I'm not an aficionado of train movies or murder on train movies, but the enclosed, mobile environs makes for a terrific setting for a noir thriller. A good 75% of the movie (or more) takes place on the train as McGraw waits out the multi-day ride with the anonymity of travel working for and against him - sure, they don't know who Windsor is or what she looks like, but he can't be sure of who is who, and has to play it cool.
The cramped setting provides a certain claustrophobia, and if you're familiar with fight scenes on trains in films like From Russia With Love, then you know how these things tend to play out as grown men hurl themselves back and forth in a space barely larger than a telephone booth (see, kids, there used to be these booths and phones were attached to walls, and someone named "Midge" or "Dot" would tell you how many coins to drop in the slot, and...). A favorite bit of mine in the film is a portly passenger named Jennings who keeps gumming up McGraw's attempts to move back and forth in the corridors.
In a fairly brief hours and 20 run-time, the film gets in and gets out, does everything you would hope it might and way more, and is a white-knuckle ride right to the "The End" title card. There's no fat on the movie - even the seemingly extraneously character bits wind up paying off in spades.
I have a lot of reasons I like this movie. It's natural tension, the character work and sharp dialog. Heck, the bit where McGraw is an honest cop in a world full of cops taking bribes. But you can't talk about this movie without gushing about Marie Windsor as Mrs. Neil, the widow.
Windsor would go on to be known as The Queen of the B's and she appears in a lot of noir, Abbott and Costello meeting the Mummy and Cat-Women from Outer Space. She was a Utah beauty queen, and she had the "bad girl" thing down pat. And it is nothing I am ever going to complain about.
She may not be a Doris Day type beauty, and apparently her bad-girl looks got her type cast and took her career a direction she wasn't planning to go, but those roles also immortalized her for noir fans and B-movie nerds.

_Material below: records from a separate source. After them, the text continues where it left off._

//! Event processing, driven by an explicit clock.
//!
//! The pipeline owns every watcher timer: delete grace periods, the sync
//! debounce and per-root VCS debounces. The async loop feeds it batches and
//! calls [`EventPipeline::tick`] at [`EventPipeline::next_deadline`]; tests
//! drive it with hand-picked instants instead.

use std::collections::HashMap;
use std::path::{Path, PathBuf};
use std::time::{Duration, Instant};

use indexmap::IndexSet;

use crate::config::WatchConfig;
use crate::document::codec::{self, CodecError};
use crate::document::{Fields, TITLE_FIELD};
use crate::index::{FileRecord, IndexError, SharedIndex};

use super::debouncer::Debouncer;
use super::error::WatchError;
use super::exclusions::{Exclusions, IgnoreRules};
use super::queue::{ChangeKind, PendingChange, SharedQueue};
use super::source::RawEvent;

/// Output of a tick.
#[derive(Debug, Clone, PartialEq, Eq)]
pub enum Signal {
    /// External changes are queued for the synchronizer.
    Sync,
    /// Files changed under this root.
    Vcs(PathBuf),
}

/// Timer durations used by the pipeline.
#[derive(Debug, Clone, Copy, PartialEq, Eq)]
pub struct PipelineTiming {
    pub delete_grace: Duration,
    pub sync_debounce: Duration,
    pub vcs_debounce: Duration,
}

impl From<&WatchConfig> for PipelineTiming {
    fn from(config: &WatchConfig) -> Self {
        Self {
            delete_grace: config.delete_grace(),
            sync_debounce: config.sync_debounce(),
            vcs_debounce: config.vcs_debounce(),
        }
    }
}

/// A directory tree to watch and how to filter it.
#[derive(Debug, Clone, PartialEq, Eq)]
pub struct WatchRoot {
    pub root: PathBuf,
    pub ignore_patterns: Vec<String>,
    pub ignore_symlinks: bool,
}

impl WatchRoot {
    pub fn new(root: impl Into<PathBuf>) -> Self {
        Self {
            root: root.into(),
            ignore_patterns: Vec::new(),
            ignore_symlinks: false,
        }
    }

    pub fn with_ignore_patterns(mut self, patterns: Vec<String>) -> Self {
        self.ignore_patterns = patterns;
        self
    }

    pub fn with_ignore_symlinks(mut self, ignore: bool) -> Self {
        self.ignore_symlinks = ignore;
        self
    }

    pub fn rules(&self) -> Result<RootRules, WatchError> {
        Ok(RootRules {
            ignore: IgnoreRules::new(&self.root, &self.ignore_patterns)?,
            ignore_symlinks: self.ignore_symlinks,
        })
    }
}

/// Per-root filtering rules.
#[derive(Debug, Clone)]
pub struct RootRules {
    pub ignore: IgnoreRules,
    pub ignore_symlinks: bool,
}

impl RootRules {
    pub fn root(&self) -> &Path {
        self.ignore.root()
    }
}

pub struct EventPipeline {
    index: SharedIndex,
    queue: SharedQueue,
    exclusions: Exclusions,
    rules: HashMap<PathBuf, RootRules>,
    pending_deletes: Debouncer<PathBuf>,
    sync_timer: Debouncer<()>,
    vcs_timers: Debouncer<PathBuf>,
    cache_fields: bool,
}

impl EventPipeline {
    pub fn new(
        index: SharedIndex,
        queue: SharedQueue,
        exclusions: Exclusions,
        timing: PipelineTiming,
        cache_fields: bool,
    ) -> Self {
        Self {
            index,
            queue,
            exclusions,
            rules: HashMap::new(),
            pending_deletes: Debouncer::new(timing.delete_grace),
            sync_timer: Debouncer::new(timing.sync_debounce),
            vcs_timers: Debouncer::new(timing.vcs_debounce),
            cache_fields,
        }
    }

    /// Start processing events under `rules.root()`.
    pub fn add_root(&mut self, rules: RootRules) {
        let root = rules.root().to_path_buf();
        self.index.write().register_root(root.clone());
        self.rules.insert(root, rules);
    }

    /// Stop processing events under `root` and drop its index and timers.
    pub fn remove_root(&mut self, root: &Path) {
        self.rules.remove(root);
        self.index.write().deregister_root(root);
        self.pending_deletes.remove_where(|path| path.starts_with(root));
        self.vcs_timers.remove(&root.to_path_buf());
    }

    pub fn update_ignore(&mut self, root: &Path, ignore: IgnoreRules) {
        if let Some(rules) = self.rules.get_mut(root) {
            rules.ignore = ignore;
        }
    }

    pub fn roots(&self) -> impl Iterator<Item = &Path> {
        self.rules.keys().map(PathBuf::as_path)
    }

    /// Process one batch of raw events.
    pub fn handle_batch(&mut self, events: Vec<RawEvent>, now: Instant) {
        let mut touched: IndexSet<PathBuf> = IndexSet::new();

        for event in events {
            match event {
                RawEvent::Created(path) | RawEvent::Modified(path) => {
                    touched.extend(self.upsert(&path, now));
                }
                RawEvent::Removed(path) => self.schedule_delete(&path, now),
                RawEvent::Renamed { from, to } => {
                    // Old side first so a same-title rename nets to a modification.
                    touched.extend(self.delete_now(&from, now));
                    touched.extend(self.upsert(&to, now));
                }
            }
        }

        self.arm(touched, now);
    }

    /// Fire expired timers. Returns the signals due at `now`.
    pub fn tick(&mut self, now: Instant) -> Vec<Signal> {
        self.exclusions.purge_expired(now);

        let mut touched: IndexSet<PathBuf> = IndexSet::new();
        for path in self.pending_deletes.take_ready(now) {
            // Recreated without an event, or only the sidecar went away.
            if path.is_file() {
                touched.extend(self.upsert(&path, now));
            } else {
                touched.extend(self.delete_now(&path, now));
            }
        }
        self.arm(touched, now);

        let mut signals = Vec::new();
        if !self.sync_timer.take_ready(now).is_empty() {
            signals.push(Signal::Sync);
        }
        signals.extend(self.vcs_timers.take_ready(now).into_iter().map(Signal::Vcs));
        signals
    }

    /// Earliest instant at which [`tick`](Self::tick) has work to do.
    pub fn next_deadline(&self) -> Option<Instant> {
        [
            self.pending_deletes.next_deadline(),
            self.sync_timer.next_deadline(),
            self.vcs_timers.next_deadline(),
        ]
        .into_iter()
        .flatten()
        .min()
    }

    pub fn pending_deletes(&self) -> usize {
        self.pending_deletes.pending_count()
    }

    /// Cancel every timer.
    pub fn cancel_all(&mut self) {
        self.pending_deletes.clear();
        self.sync_timer.clear();
        self.vcs_timers.clear();
    }

    fn arm(&mut self, roots: IndexSet<PathBuf>, now: Instant) {
        if roots.is_empty() {
            return;
        }
        self.sync_timer.record((), now);
        for root in roots {
            self.vcs_timers.record(root, now);
        }
    }

    /// Watched root whose rules apply to `path`, by longest prefix.
    fn rules_for(&self, path: &Path) -> Option<&RootRules> {
        self.rules
            .iter()
            .filter(|(root, _)| path.starts_with(root))
            .max_by_key(|(root, _)| root.components().count())
            .map(|(_, rules)| rules)
    }

    /// Map an event path to the document file it concerns, or None when the
    /// event must be dropped.
    fn admit(&self, path: &Path, now: Instant) -> Option<PathBuf> {
        let doc_path = codec::primary_for_sidecar(path).unwrap_or_else(|| path.to_path_buf());

        let Some(rules) = self.rules_for(&doc_path) else {
            crate::debug_event!("watcher", "outside roots", "{}", path.display());
            return None;
        };
        if rules.ignore.is_ignored(path) || rules.ignore.is_ignored(&doc_path) {
            return None;
        }
        if self.exclusions.is_excluded(path, now) || self.exclusions.is_excluded(&doc_path, now) {
            crate::debug_event!("watcher", "excluded", "{}", path.display());
            return None;
        }
        Some(doc_path)
    }

    fn schedule_delete(&mut self, path: &Path, now: Instant) {
        let Some(doc_path) = self.admit(path, now) else {
            return;
        };
        crate::debug_event!("watcher", "delete pending", "{}", doc_path.display());
        self.pending_deletes.record(doc_path, now);
    }

    /// Apply a deletion right away. Returns the owning root when a title was
    /// queued.
    fn delete_now(&mut self, path: &Path, now: Instant) -> Option<PathBuf> {
        let doc_path = self.admit(path, now)?;
        self.pending_deletes.remove(&doc_path);

        let mut index = self.index.write();
        let (root, relative) = index.split(&doc_path).ok()?;
        match index.title_at(&doc_path) {
            Ok(title) => {
                let bundled = index.bundled_at(&doc_path);
                index.remove_path(&doc_path);
                drop(index);
                crate::log_event!("watcher", "deleted", "'{title}' ({})", doc_path.display());
                let mut queue = self.queue.lock();
                let change = PendingChange::deleted(&doc_path, relative);
                queue.queue_deletion(title, change.clone());
                for other in bundled {
                    queue.queue_deletion(other, change.clone());
                }
                Some(root)
            }
            Err(IndexError::NotFound { .. }) => {
                // Moved elsewhere, or never tracked.
                crate::debug_event!("watcher", "untracked delete", "{}", doc_path.display());
                None
            }
            Err(e) => {
                crate::debug_event!("watcher", "delete skipped", "{e}");
                None
            }
        }
    }

    /// Read a created or modified file and queue its documents. Returns the
    /// owning root when anything was queued.
    fn upsert(&mut self, path: &Path, now: Instant) -> Option<PathBuf> {
        let doc_path = self.admit(path, now)?;

        if self.pending_deletes.remove(&doc_path) {
            crate::debug_event!("watcher", "delete cancelled", "{}", doc_path.display());
        }

        let ignore_symlinks = self.rules_for(&doc_path)?.ignore_symlinks;
        let metadata = std::fs::symlink_metadata(&doc_path).ok()?;
        if metadata.file_type().is_symlink() && ignore_symlinks {
            crate::debug_event!("watcher", "symlink skipped", "{}", doc_path.display());
            return None;
        }
        if !doc_path.is_file() {
            return None;
        }

        let documents = match codec::read_documents(&doc_path) {
            Ok(documents) => documents,
            Err(CodecError::Unsupported { .. }) => {
                crate::debug_event!("watcher", "unsupported", "{}", doc_path.display());
                return None;
            }
            Err(e) => {
                tracing::warn!("[watcher] skipping unreadable file: {e}");
                return None;
            }
        };

        self.record_documents(&doc_path, documents)
    }

    fn record_documents(&mut self, doc_path: &Path, documents: Vec<Fields>) -> Option<PathBuf> {
        let first = documents.first()?;
        let record = FileRecord::discovered(doc_path, first);

        let titles: Vec<String> = documents
            .iter()
            .map(|fields| record_title(fields).to_string())
            .collect();

        let (root, relative, kind, displaced, dropped) = {
            let mut index = self.index.write();
            let (root, relative) = index.split(doc_path).ok()?;
            let previous = index.bundled_at(doc_path);
            let kind = if index.record_at(doc_path).is_some() {
                ChangeKind::Change
            } else {
                ChangeKind::Add
            };
            // Titles of a multi-document file share its path; only the
            // first one is tracked, the rest are kept as bundled titles.
            let displaced = match index.insert(record) {
                Ok(displaced) => displaced,
                Err(e) => {
                    tracing::warn!("[watcher] cannot index {}: {e}", doc_path.display());
                    return None;
                }
            };
            index.set_bundled(doc_path, titles[1..].to_vec());
            let dropped: Vec<String> = previous
                .into_iter()
                .filter(|title| !titles.contains(title))
                .collect();
            (root, relative, kind, displaced, dropped)
        };

        let mut queue = self.queue.lock();
        if let Some(old) = displaced {
            crate::log_event!(
                "watcher",
                "retitled",
                "'{}' -> '{}'",
                old.title,
                record_title(first)
            );
            let change = PendingChange::deleted(old.absolute_path, old.relative_path);
            queue.queue_deletion(old.title, change);
        }
        for title in dropped {
            crate::log_event!("watcher", "removed from file", "'{title}'");
            queue.queue_deletion(title, PendingChange::deleted(doc_path, &relative));
        }

        for (fields, title) in documents.into_iter().zip(titles) {
            crate::log_event!("watcher", "changed", "'{title}' ({kind:?})");
            queue.queue_modification(
                title,
                PendingChange {
                    absolute_path: doc_path.to_path_buf(),
                    relative_path: relative.clone(),
                    kind,
                    cached_fields: self.cache_fields.then_some(fields),
                },
            );
        }

        Some(root)
    }
}

fn record_title(fields: &Fields) -> &str {
    fields.get(TITLE_FIELD).map_or("", String::as_str)
}
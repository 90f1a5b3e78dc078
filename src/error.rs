//! Errors surfaced to callers of the sync engine.

use std::path::PathBuf;

use thiserror::Error;

use crate::document::codec::CodecError;
use crate::index::IndexError;
use crate::watcher::WatchError;

#[derive(Error, Debug)]
pub enum SyncError {
    /// A transient lock error outlived every retry.
    #[error("Gave up writing '{title}' to {path} after {attempts} attempts: {source}")]
    RetriesExhausted {
        title: String,
        path: PathBuf,
        attempts: u32,
        #[source]
        source: std::io::Error,
    },

    /// A write failed with an error that is not worth retrying.
    #[error("Failed to write '{title}' to {path}: {source}")]
    Write {
        title: String,
        path: PathBuf,
        attempts: u32,
        #[source]
        source: std::io::Error,
    },

    #[error("Failed to delete '{title}' at {path}: {source}")]
    Delete {
        title: String,
        path: PathBuf,
        #[source]
        source: std::io::Error,
    },

    #[error("Index lookup failed: {0}")]
    Index(#[from] IndexError),

    #[error("Configuration error: {reason}")]
    Config { reason: String },

    #[error("Document format error: {0}")]
    Codec(#[from] CodecError),

    #[error("Watcher error: {0}")]
    Watch(#[from] WatchError),
}

impl SyncError {
    /// Number of write attempts behind this error, when it came from a save.
    pub fn attempts(&self) -> Option<u32> {
        match self {
            Self::RetriesExhausted { attempts, .. } | Self::Write { attempts, .. } => {
                Some(*attempts)
            }
            _ => None,
        }
    }
}

pub type Result<T> = std::result::Result<T, SyncError>;
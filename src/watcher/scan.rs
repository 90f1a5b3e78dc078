//! Initial discovery of documents already on disk.

use std::path::PathBuf;

use ignore::WalkBuilder;

use crate::document::codec::{self, CodecError};
use crate::document::{Document, TITLE_FIELD};
use crate::index::{FileRecord, SharedIndex};

use super::pipeline::RootRules;

/// Result of scanning one root.
#[derive(Debug, Default)]
pub struct Discovered {
    pub documents: Vec<Document>,
    pub files: usize,
    /// Files that could not be decoded.
    pub failed: Vec<PathBuf>,
}

/// Walk `rules.root()`, index every document file and return the documents.
///
/// Sidecars are read with their primary file. Files of unknown type are
/// skipped silently; unreadable ones are reported in [`Discovered::failed`].
pub fn scan_root(index: &SharedIndex, rules: &RootRules) -> Discovered {
    let root = rules.root().to_path_buf();
    index.write().register_root(root.clone());

    let ignore = rules.ignore.clone();
    let mut builder = WalkBuilder::new(&root);
    builder
        .standard_filters(false)
        .follow_links(!rules.ignore_symlinks)
        .filter_entry(move |entry| !ignore.is_ignored(entry.path()));

    let mut discovered = Discovered::default();
    for entry in builder.build().filter_map(Result::ok) {
        if !entry.file_type().is_some_and(|ft| ft.is_file()) {
            continue;
        }
        let path = entry.path();
        if codec::primary_for_sidecar(path).is_some_and(|primary| primary.is_file()) {
            continue;
        }

        let documents = match codec::read_documents(path) {
            Ok(documents) => documents,
            Err(CodecError::Unsupported { .. }) => continue,
            Err(e) => {
                tracing::warn!("[scan] skipping {}: {e}", path.display());
                discovered.failed.push(path.to_path_buf());
                continue;
            }
        };

        if let Some(first) = documents.first() {
            let record = FileRecord::discovered(path, first);
            let mut index = index.write();
            if let Err(e) = index.insert(record) {
                tracing::warn!("[scan] cannot index {}: {e}", path.display());
                continue;
            }
            let bundled = documents[1..]
                .iter()
                .filter_map(|fields| fields.get(TITLE_FIELD).cloned())
                .collect();
            index.set_bundled(path, bundled);
        }

        discovered.files += 1;
        discovered
            .documents
            .extend(documents.into_iter().filter_map(Document::from_fields));
    }

    crate::log_event!(
        "scan",
        "done",
        "{} documents in {} files under {}",
        discovered.documents.len(),
        discovered.files,
        root.display()
    );
    discovered
}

McGraw's post-war raw male stoicism is barely in check, the tougher than leather bit maybe a bit stale even for his partner, when Windsor shows up not giving a good goddamn about his persona, herself a spitfire full of rapid patter and ego. She's exactly the low-class dame McGraw had predicted and then some, not the person he's thrilled to be protecting in the first place.
It's the sort of thing that would irritating and graceless in real life, but in a film - it's sexy as all hell, and you're sort of cheering for Windsor in every interaction with the square cop who is trying to keep up with her and hasn't got the chops for it.
In the afterward to the showing, Eddie Muller actually pulled a thought right out of my head. I was honestly shocked he voiced the thought I'd just had. (SPOILERS - skip this and do not read if you plan to ever watch the movie: but we should have seen McGraw watch Windsor carried off the train. A single mistake in an otherwise impeccable film.)